From the CDC
Chlorine and Chlorine Compounds
Hypochlorites, the most widely used of the chlorine disinfectants, are available as liquid (e.g., sodium hypochlorite) or solid (e.g., calcium hypochlorite). The most prevalent chlorine products in the United States are aqueous solutions of 5.25%–6.15% sodium hypochlorite (see glossary), usually called household bleach. They have a broad spectrum of antimicrobial activity, do not leave toxic residues, are unaffected by water hardness, are inexpensive and fast acting 328, remove dried or fixed organisms and biofilms from surfaces465, and have a low incidence of serious toxicity 515-517. Sodium hypochlorite at the concentration used in household bleach (5.25-6.15%) can produce ocular irritation or oropharyngeal, esophageal, and gastric burns 318, 518-522. Other disadvantages of hypochlorites include corrosiveness to metals in high concentrations (>500 ppm), inactivation by organic matter, discoloring or “bleaching” of fabrics, release of toxic chlorine gas when mixed with ammonia or acid (e.g., household cleaning agents) 523-525, and relative stability 327. The microbicidal activity of chlorine is attributed largely to undissociated hypochlorous acid (HOCl).
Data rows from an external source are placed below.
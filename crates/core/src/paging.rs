//! Page-window computation for pagination controls.
//!
//! A listing renders at most 5 clickable page buttons. The window slides
//! with the current page and, when it ends well short of the final page,
//! an ellipsis plus the final page number is shown as a jump shortcut.

/// The set of page numbers to render as pagination controls.
#[derive(Debug, Clone, PartialEq, Eq)]
pub struct PageWindow {
    /// Consecutive page numbers to show as buttons.
    pub pages: Vec<u32>,
    /// Final page shown after an ellipsis, when the window ends more than
    /// two pages short of it.
    pub jump_to_last: Option<u32>,
}

impl PageWindow {
    /// Compute the window for `current` within `total_pages`.
    ///
    /// `current` must already be within `[1, total_pages]`; both values are
    /// treated as at least 1.
    #[must_use]
    pub fn compute(total_pages: u32, current: u32) -> Self {
        let total_pages = total_pages.max(1);
        let current = current.clamp(1, total_pages);

        let first = if total_pages <= 5 || current <= 3 {
            1
        } else if current >= total_pages - 2 {
            total_pages - 4
        } else {
            current - 2
        };
        let last = (first + 4).min(total_pages);

        let jump_to_last = (total_pages > 5 && last < total_pages - 2).then_some(total_pages);

        Self {
            pages: (first..=last).collect(),
            jump_to_last,
        }
    }
}
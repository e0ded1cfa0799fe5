//! Unverified JWT claims decoding.
//!
//! The backend issues three-segment JWTs; segment 2 is a base64url-encoded
//! JSON object carrying at least `user_id` and sometimes `username`. The
//! client only needs these for identity display, so the signature is not
//! verified here - the backend re-validates every request anyway.
//!
//! Decoding is total: any malformed input yields `None`, never an error.

use base64::Engine;
use base64::engine::general_purpose::URL_SAFE_NO_PAD;
use serde::{Deserialize, Serialize};

use bee_commerce_core::UserId;

/// Identity claims embedded in an access token.
#[derive(Debug, Clone, PartialEq, Serialize, Deserialize)]
pub struct Claims {
    #[serde(default)]
    pub user_id: Option<UserId>,
    #[serde(default)]
    pub username: Option<String>,
    /// Remaining claims (`exp`, `iat`, `jti`, ...), kept opaque.
    #[serde(flatten)]
    pub extra: serde_json::Map<String, serde_json::Value>,
}

impl Claims {
    /// Best-effort display name: username if present, else the user ID.
    #[must_use]
    pub fn display_name(&self) -> Option<String> {
        self.username
            .clone()
            .or_else(|| self.user_id.map(|id| id.to_string()))
    }
}

/// Decode the claims segment of an access token.
///
/// Returns `None` on wrong segment count, invalid base64url, or a payload
/// that is not a JSON object.
#[must_use]
pub fn decode(token: &str) -> Option<Claims> {
    let mut segments = token.split('.');
    let (Some(_header), Some(payload), Some(_signature), None) = (
        segments.next(),
        segments.next(),
        segments.next(),
        segments.next(),
    ) else {
        return None;
    };

    // Tolerate both padded and unpadded base64url encoders.
    let bytes = URL_SAFE_NO_PAD.decode(payload.trim_end_matches('=')).ok()?;
    serde_json::from_slice(&bytes).ok()
}
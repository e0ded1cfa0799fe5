//! Credential persistence backends.
//!
//! The persisted state is a small JSON document with fixed keys
//! (`access_token`, `refresh_token`) plus a timestamp, surviving process
//! restarts. Absence of either token is a valid state meaning "logged out".
//! A corrupt document is treated as absent, never an error.

use std::fs;
use std::io;
use std::path::PathBuf;
use std::sync::Mutex;

use chrono::{DateTime, Utc};
use serde::{Deserialize, Serialize};

/// Token pair as written to persistent storage.
#[derive(Debug, Clone, Default, PartialEq, Eq, Serialize, Deserialize)]
pub struct PersistedTokens {
    #[serde(default)]
    pub access_token: Option<String>,
    #[serde(default)]
    pub refresh_token: Option<String>,
    /// When the access token was last written.
    #[serde(default)]
    pub obtained_at: Option<DateTime<Utc>>,
}

impl PersistedTokens {
    /// Token pair stamped with the current time.
    #[must_use]
    pub fn now(access_token: Option<String>, refresh_token: Option<String>) -> Self {
        Self {
            access_token,
            refresh_token,
            obtained_at: Some(Utc::now()),
        }
    }
}

/// Storage backend for the persisted token pair.
///
/// Both tokens are always written together: implementations replace the
/// whole document, never one key at a time.
pub trait TokenStorage: Send + Sync {
    /// Read the persisted tokens. Corrupt or missing state reads as `None`.
    fn read(&self) -> Option<PersistedTokens>;

    /// Replace the persisted tokens.
    ///
    /// # Errors
    ///
    /// Returns an error if the document cannot be written.
    fn write(&self, tokens: &PersistedTokens) -> io::Result<()>;

    /// Remove the persisted tokens.
    ///
    /// # Errors
    ///
    /// Returns an error if existing state cannot be removed.
    fn clear(&self) -> io::Result<()>;
}

/// File-backed token storage.
///
/// Writes go through a sibling temp file and a rename, so a crash mid-write
/// can never leave a half-written document behind.
#[derive(Debug)]
pub struct FileStorage {
    path: PathBuf,
}

impl FileStorage {
    /// Create storage backed by the given path.
    #[must_use]
    pub const fn new(path: PathBuf) -> Self {
        Self { path }
    }
}

impl TokenStorage for FileStorage {
    fn read(&self) -> Option<PersistedTokens> {
        let bytes = fs::read(&self.path).ok()?;
        match serde_json::from_slice(&bytes) {
            Ok(tokens) => Some(tokens),
            Err(error) => {
                tracing::warn!(%error, path = %self.path.display(), "corrupt token file, treating as logged out");
                None
            }
        }
    }

    fn write(&self, tokens: &PersistedTokens) -> io::Result<()> {
        if let Some(parent) = self.path.parent()
            && !parent.as_os_str().is_empty()
        {
            fs::create_dir_all(parent)?;
        }
        let tmp = self.path.with_extension("tmp");
        fs::write(&tmp, serde_json::to_vec_pretty(tokens)?)?;
        fs::rename(&tmp, &self.path)?;
        Ok(())
    }

    fn clear(&self) -> io::Result<()> {
        match fs::remove_file(&self.path) {
            Ok(()) => Ok(()),
            Err(e) if e.kind() == io::ErrorKind::NotFound => Ok(()),
            Err(e) => Err(e),
        }
    }
}

/// In-memory token storage, for tests and ephemeral sessions.
#[derive(Debug, Default)]
pub struct MemoryStorage {
    inner: Mutex<Option<PersistedTokens>>,
}

impl MemoryStorage {
    /// Create empty in-memory storage.
    #[must_use]
    pub fn new() -> Self {
        Self::default()
    }

    /// Create storage pre-seeded with a token pair.
    #[must_use]
    pub fn seeded(tokens: PersistedTokens) -> Self {
        Self {
            inner: Mutex::new(Some(tokens)),
        }
    }
}

impl TokenStorage for MemoryStorage {
    fn read(&self) -> Option<PersistedTokens> {
        self.inner.lock().map_or(None, |guard| guard.clone())
    }

    fn write(&self, tokens: &PersistedTokens) -> io::Result<()> {
        let mut guard = self
            .inner
            .lock()
            .map_err(|_| io::Error::other("storage lock poisoned"))?;
        *guard = Some(tokens.clone());
        Ok(())
    }

    fn clear(&self) -> io::Result<()> {
        let mut guard = self
            .inner
            .lock()
            .map_err(|_| io::Error::other("storage lock poisoned"))?;
        *guard = None;
        Ok(())
    }
}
The dissociation of HOCI to the less microbicidal form (hypochlorite ion OCl‑) depends on pH. The disinfecting efficacy of chlorine decreases with an increase in pH that parallels the conversion of undissociated HOCI to OCl‑ 329, 526. A potential hazard is production of the carcinogen bis(chloromethyl) ether when hypochlorite solutions contact formaldehyde 527 and the production of the animal carcinogen trihalomethane when hot water is hyperchlorinated 528. After reviewing environmental fate and ecologic data, EPA has determined the currently registered uses of hypochlorites will not result in unreasonable adverse effects to the environment 529.